You guys have any advice?


----------



## Gheldan (Mar 22, 2014)

AuTechCoM said:


> Well I just had to run down the street real quick and figured I would try smoking a cigar while driving... Figured "hell I drive and smoke cigarettes all the time so it shouldn't be different" well I was wrong lol. I need to break some cig habits like constantly taking draws and need to get an ashtray and need to figure out how to crack my windows for it. Maybe I am making this too difficult and maybe smoking a smoke bomb like a LP9 is a little too much for a car ride.
> 
> You guys have any advice?


Well yeah the LP 9 produces a lot of smoke, but get a cigar cup holder ashtray (it is exactly as it sounds it is an ashtray with a foot to rest your cigar on that sits in your cup holder. Cracking the windows does help as well, other than that I can't think of anything. I usually only smoke short smokes when I'm driving something along the lines of a Illusione Rothschild or a Corona.


----------



## thechasm442 (Jan 21, 2014)

This is a reason I have mostly driven cars with sun/moonroofs.


----------



## Drez_ (Jan 30, 2014)

Get a Cigar Bobken from CBid..can put it in the cup holder or hang it from the window. Then crack the window about an inch and it'll pull the smoke out.


----------



## Lunicy (Apr 20, 2014)

Do it all the time in the truck. Crack the window, drive with one hand.


----------



## beachbum (Apr 12, 2013)

Guilty as well. In fact I prefer to smoke smoke bombs while driving so I can still smell the smoke and enjoy the flavor.
I just crack the driver side window a few inches, then the passenger side down halfway.


----------



## Tobias Lutz (Feb 18, 2013)

I have a 60 mile commute each way, so I smoke a lot in my car. I crack my window, AND the one behind me to pull the air through. I use an old travel mug in the cup holder for and ashtray. I've also found that rotating the cigar helps with an even burn hen the air is pulling through the window. Best piece of advice I've gotten is don't run your AC or heat with the internal circulation setting, the smoke goes into the filter and will reek long afterwards. Running the AC on outside air has not resulted in any problems for me though.


----------



## JCubed (Mar 5, 2014)

My commute is only 20-ish minutes, but a cigar really hits the spot on a nice day after being inside for 8 or so hours.

I was using one of those cupholder ashtrays, then recently upgraded to Stiny's car can. Has a clip that perfectly holds a cigar, in case you need to set it down.

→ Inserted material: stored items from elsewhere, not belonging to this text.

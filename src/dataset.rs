//! Named node and edge lists that can be turned into a graph.

use crate::error::Result;
use crate::graph::{Bayesian, Graph};
use crate::models::EdgeKind;
use serde::{Deserialize, Serialize};
use std::fs;
use std::path::Path;
use tracing::debug;

/// A graph described by node names and `(from, to)` name pairs
#[derive(Debug, Clone, PartialEq, Eq, Serialize, Deserialize)]
pub struct Dataset {
    pub name: String,
    pub nodes: Vec<String>,
    #[serde(default)]
    pub edges: Vec<(String, String)>,
}

impl Dataset {
    /// Credit-worthiness dependencies used as the sample Bayesian network
    pub fn credit_worthiness() -> Self {
        const NODES: [&str; 8] = [
            "income",
            "payment_history",
            "age",
            "debt_income",
            "assets",
            "reliability",
            "future_income",
            "credit_worthy",
        ];
        const EDGES: [(&str, &str); 10] = [
            ("income", "future_income"),
            ("income", "assets"),
            ("payment_history", "reliability"),
            ("age", "payment_history"),
            ("age", "reliability"),
            ("debt_income", "payment_history"),
            ("debt_income", "credit_worthy"),
            ("assets", "future_income"),
            ("reliability", "credit_worthy"),
            ("future_income", "credit_worthy"),
        ];

        Self {
            name: "credit_worthiness".to_string(),
            nodes: NODES.iter().map(|n| n.to_string()).collect(),
            edges: EDGES
                .iter()
                .map(|(from, to)| (from.to_string(), to.to_string()))
                .collect(),
        }
    }

    pub fn from_json(json: &str) -> Result<Self> {
        Ok(serde_json::from_str(json)?)
    }

    pub fn to_json(&self) -> Result<String> {
        Ok(serde_json::to_string_pretty(self)?)
    }

    pub fn load(path: &Path) -> Result<Self> {
        let json = fs::read_to_string(path)?;
        let dataset = Self::from_json(&json)?;
        debug!(
            path = %path.display(),
            nodes = dataset.nodes.len(),
            edges = dataset.edges.len(),
            "loaded dataset"
        );
        Ok(dataset)
    }

    /// Build a graph: all nodes in order, then each edge by name
    pub fn build<K: EdgeKind>(&self) -> Result<Graph<K>> {
        let mut graph = Graph::new(self.name.as_str());
        for name in &self.nodes {
            graph.build_node(name.as_str());
        }
        for (from, to) in &self.edges {
            graph.build_edge(from, to)?;
        }
        Ok(graph)
    }
}

/// A freshly built credit-worthiness network
pub fn credit_worthiness_graph() -> Result<Bayesian> {
    Dataset::credit_worthiness().build()
}

#[cfg(test)]
mod tests {
    use super::*;
    use crate::error::GraphError;
    use crate::graph::DirectedAcyclicGraph;
    use crate::models::{NodeId, Undirected};

    fn head_names(g: &DirectedAcyclicGraph) -> Vec<&str> {
        g.head_nodes()
            .into_iter()
            .filter_map(|id| g.node_name(id))
            .collect()
    }

    #[test]
    fn test_head_nodes() {
        let g = credit_worthiness_graph().unwrap();

        assert_eq!(g.node_count(), 8);
        assert_eq!(g.edge_count(), 10);
        assert_eq!(head_names(&g), vec!["income", "age", "debt_income"]);
    }

    #[test]
    fn test_valid() {
        let mut g = credit_worthiness_graph().unwrap();
        assert!(g.is_valid());

        g.build_edge("reliability", "debt_income").unwrap();
        assert!(!g.is_valid());
    }

    #[test]
    fn test_sorted_order_respects_every_edge() {
        let g = credit_worthiness_graph().unwrap();
        let outcome = g.topological_sort();
        let order = outcome.order().unwrap();

        assert_eq!(order.len(), g.node_count());
        let position = |id: NodeId| order.iter().position(|n| *n == id).unwrap();
        for edge in g.edges() {
            assert!(position(edge.start().unwrap()) < position(edge.end().unwrap()));
        }
    }

    #[test]
    fn test_directed_filtering() {
        let g = credit_worthiness_graph().unwrap();

        for edge in g.edges() {
            let [a, b] = edge.nodes();
            assert!(g.outgoing_edges(a).contains(&edge.id()));
            assert!(g.incoming_edges(b).contains(&edge.id()));
            assert!(!g.incoming_edges(a).contains(&edge.id()));
            assert!(!g.outgoing_edges(b).contains(&edge.id()));
        }
    }

    #[test]
    fn test_lookup_round_trip() {
        let dataset = Dataset::credit_worthiness();
        let g = credit_worthiness_graph().unwrap();

        for (index, name) in dataset.nodes.iter().enumerate() {
            let id = g.find_node(name).unwrap();
            assert_eq!(id.index(), index);
            assert_eq!(g.node_name(id), Some(name.as_str()));
        }
        assert!(matches!(
            g.find_node("shoe_size"),
            Err(GraphError::NodeNotFound(_))
        ));
    }

    #[test]
    fn test_cycle_path_reported() {
        let mut g = credit_worthiness_graph().unwrap();
        let pending = crate::graph::would_create_cycle(&g, "reliability", "debt_income")
            .unwrap()
            .unwrap();
        assert_eq!(
            pending.format(&g),
            "reliability → debt_income → payment_history → reliability"
        );

        g.build_edge("reliability", "debt_income").unwrap();
        let found = crate::graph::find_cycle(&g).unwrap();
        assert_eq!(
            found.format(&g),
            "payment_history → reliability → debt_income → payment_history"
        );
    }

    #[test]
    fn test_undirected_build() {
        let g: Graph<Undirected> = Dataset::credit_worthiness().build().unwrap();
        assert!(!g.is_directed());
        assert!(g.edges().iter().all(|e| e.start().is_none()));
    }

    #[test]
    fn test_json_round_trip_and_errors() {
        let json = r#"{"name": "tiny", "nodes": ["a", "b"], "edges": [["a", "b"]]}"#;
        let dataset = Dataset::from_json(json).unwrap();
        assert_eq!(dataset.edges, vec![("a".to_string(), "b".to_string())]);
        assert_eq!(Dataset::from_json(&dataset.to_json().unwrap()).unwrap(), dataset);

        let no_edges = Dataset::from_json(r#"{"name": "solo", "nodes": ["a"]}"#).unwrap();
        assert!(no_edges.build::<crate::models::Directed>().unwrap().is_valid());

        assert!(matches!(
            Dataset::from_json("{not json"),
            Err(GraphError::Json(_))
        ));

        let dangling = Dataset::from_json(r#"{"name": "x", "nodes": ["a"], "edges": [["a", "b"]]}"#)
            .unwrap();
        assert!(matches!(
            dangling.build::<crate::models::Directed>(),
            Err(GraphError::NodeNotFound(ref key)) if key == "b"
        ));
    }
}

I just crack both windows (any more and the wind affects the burn) and try to not puff like a madman. The burn is even more sensitive with that constant airflow.


----------



## WNYTony (Feb 12, 2014)

Do it all the time. As Tobias noted - best is to crack driver's window and one behind you and it pulls the smoke right out and he is also right on with rotating the stick for an even burn as the air flow will cause an uneven one if you let it. I've had a long cup holder ashtray / holder that hangs off to the side of the cupholder allowing you to set down your cigar horizontally but that took up too much space and wasn't deep enough to hold ashes in wind gusts when opening and closing the car door so I switched to the Xikar Ash Can (usually $10 +/- on cbid) and that is perfect.
If you can keep the recirculate off and dump the ashes regularly it won't be too bad on the smell and they do make Febreze for cars.


----------



## Big Tex (Apr 18, 2011)

I do it often! Just tilt the sunroof and crack a window and it's all good. My wife even tolerates it!


----------



## Tombstone (Aug 22, 2013)

I do it regularly. One tip, empty the ash can as soon as possible. A hot summer day and a full ash can will stink the car up good.


----------



## ssaka (Oct 28, 2007)

If I am driving my truck I am smoking my Ligas nearly always, I crack the driver window and don't even bother with the ashtray, just stick the foot out the window and let the air whisk away the ash…

STS


----------



## Fuzzy (Jun 19, 2011)

Not for me, I ride a bike 98% of my travels.


----------



## SeanTheEvans (Dec 13, 2013)

ssaka said:


> don't even bother with the ashtray, just stick the foot out the window and let the air whisk away the ash&#8230;


I was actually surprised that nobody else mentioned this. I've only smoked twice while driving, but yeah, that's how I "managed" the ash issue.


----------



## Leemack912 (Apr 21, 2014)

I am one of those puffers who doesnt like his car to smell like old smoke when I am not puffing. Plus the ash issue is a PITA


----------



## kcviper (Mar 15, 2014)

Leemack912 said:


> I am one of those puffers who doesnt like his car to smell like old smoke when I am not puffing. Plus the ash issue is a PITA


+1 I never smoke in the car....


----------



## rapestove (Jan 19, 2014)

I do it now and again, mighty relaxing for long rides, I need to invest in a bobkin as well


----------



## AuTechCoM (Jan 13, 2014)

My origional thought when posting this was that it would be a cool subject that not much has been said on here about it. but a lot of good thought have come out of it. for me I just don't drive enough to enjoy a cigar. My daily commute is about 30 minutes one way. I have thought about getting a bunch of Hemingway's for the drive but that is a little too expensive for me and then I thought about Cigarillos but i am reluctant to buy tins without trying them first.


----------



## cutpaperglue (Nov 27, 2013)

I like to on long trips, really makes the miles fly by.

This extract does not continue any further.